Let’s start with one of the most contentious issues: rape law. The statute governing rape in India is very limited: sexual intercourse by a man with a woman without her consent is rape, except where the woman is his wife. Also, if the woman is less than sixteen years of age (or fourteen id they’re married), it is rape even if she consents. Penetration is sufficient to constitute sexual intercourse, as long as it is penetration of the vagina by the penis.

Thus, the crime of rape is limited to non-consensual sexual intercourse outside of marriage. Why not within marriage? Does marriage constitute all-encompassing consent to sex? Can a woman never say no to sex with her husband? Well, she can, but if he assaults her and forces her to have sex, it isn’t a crime. She has no redress under the law of rape. So the law treats marriage as a blanket consent to sex on part of the woman – isn’t that interesting?

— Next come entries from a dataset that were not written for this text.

//! Providers that chain or select among other providers

use super::{BoxProvider, Provider, ProviderResult};
use crate::error::ProviderError;
use async_trait::async_trait;
use tracing::debug;

/// Returns the primary value unless it is absent, then consults the fallback once
pub struct FallbackProvider<T, A = ()> {
    primary: BoxProvider<Option<T>, A>,
    fallback: BoxProvider<Option<T>, A>,
}

impl<T, A> FallbackProvider<T, A> {
    pub fn new(primary: BoxProvider<Option<T>, A>, fallback: BoxProvider<Option<T>, A>) -> Self {
        Self { primary, fallback }
    }
}

#[async_trait]
impl<T, A> Provider<Option<T>, A> for FallbackProvider<T, A>
where
    T: Send,
    A: Clone + Send + Sync + 'static,
{
    async fn get(&self, args: A) -> ProviderResult<Option<T>> {
        match self.primary.get(args.clone()).await? {
            Some(value) => Ok(Some(value)),
            None => self.fallback.get(args).await,
        }
    }
}

/// Tries providers in order and returns the first present value
pub struct SequentialProvider<T, A = ()> {
    providers: Vec<BoxProvider<Option<T>, A>>,
}

impl<T, A> SequentialProvider<T, A> {
    pub fn new(providers: Vec<BoxProvider<Option<T>, A>>) -> Self {
        Self { providers }
    }
}

#[async_trait]
impl<T, A> Provider<Option<T>, A> for SequentialProvider<T, A>
where
    T: Send,
    A: Clone + Send + Sync + 'static,
{
    async fn get(&self, args: A) -> ProviderResult<Option<T>> {
        for provider in &self.providers {
            if let Some(value) = provider.get(args.clone()).await? {
                return Ok(Some(value));
            }
        }
        Ok(None)
    }
}

/// A predicate paired with the provider used when it holds
pub struct Candidate<T, A = ()> {
    pub predicate: BoxProvider<bool, A>,
    pub value: BoxProvider<T, A>,
}

impl<T, A> Candidate<T, A> {
    pub fn new(predicate: BoxProvider<bool, A>, value: BoxProvider<T, A>) -> Self {
        Self { predicate, value }
    }
}

/// Selects the first candidate whose predicate holds.
///
/// A predicate that fails counts as false and never aborts the chain. When no
/// candidate matches, the default provider is used if one was given, otherwise
/// the result is [`ProviderError::NotFound`].
pub struct ConditionalProvider<T, A = ()> {
    candidates: Vec<Candidate<T, A>>,
    default: Option<BoxProvider<T, A>>,
}

impl<T, A> ConditionalProvider<T, A> {
    pub fn new(candidates: Vec<Candidate<T, A>>) -> Self {
        Self {
            candidates,
            default: None,
        }
    }

    pub fn with_default(mut self, default: BoxProvider<T, A>) -> Self {
        self.default = Some(default);
        self
    }
}

#[async_trait]
impl<T, A> Provider<T, A> for ConditionalProvider<T, A>
where
    T: Send,
    A: Clone + Send + Sync + 'static,
{
    async fn get(&self, args: A) -> ProviderResult<T> {
        for (index, candidate) in self.candidates.iter().enumerate() {
            match candidate.predicate.get(args.clone()).await {
                Ok(true) => return candidate.value.get(args).await,
                Ok(false) => {}
                Err(error) => {
                    debug!(candidate = index, error = %error, "predicate failed, skipping candidate");
                }
            }
        }

        match &self.default {
            Some(default) => default.get(args).await,
            None => Err(ProviderError::NotFound(
                "No candidate matched the given arguments".to_string(),
            )),
        }
    }
}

Hmm. Non-consensual sexual intercourse, did you say? Why is it specified that it is non-consensual? Where there’s a non-sexual assault, the law treats it as a crime, without reference to consent on part of the victim. So, in a non-sexual assault, the law assumes either that no victim would actually consent to violence against their person, or that even if they did consent, it doesn’t matter, because the act of assault is punishable nonetheless. Why is this assumption not true of sexual assault? Is it because the law assumes that sexual intercourse between a man and a woman is inherently violent to the woman, and so consent or the lack thereof makes the difference between criminal and non-criminal sex? Isn’t that a silly assumption? Even if it were true, why should consent make a difference – if women are hurt, shouldn’t the law punish the person who hurt them?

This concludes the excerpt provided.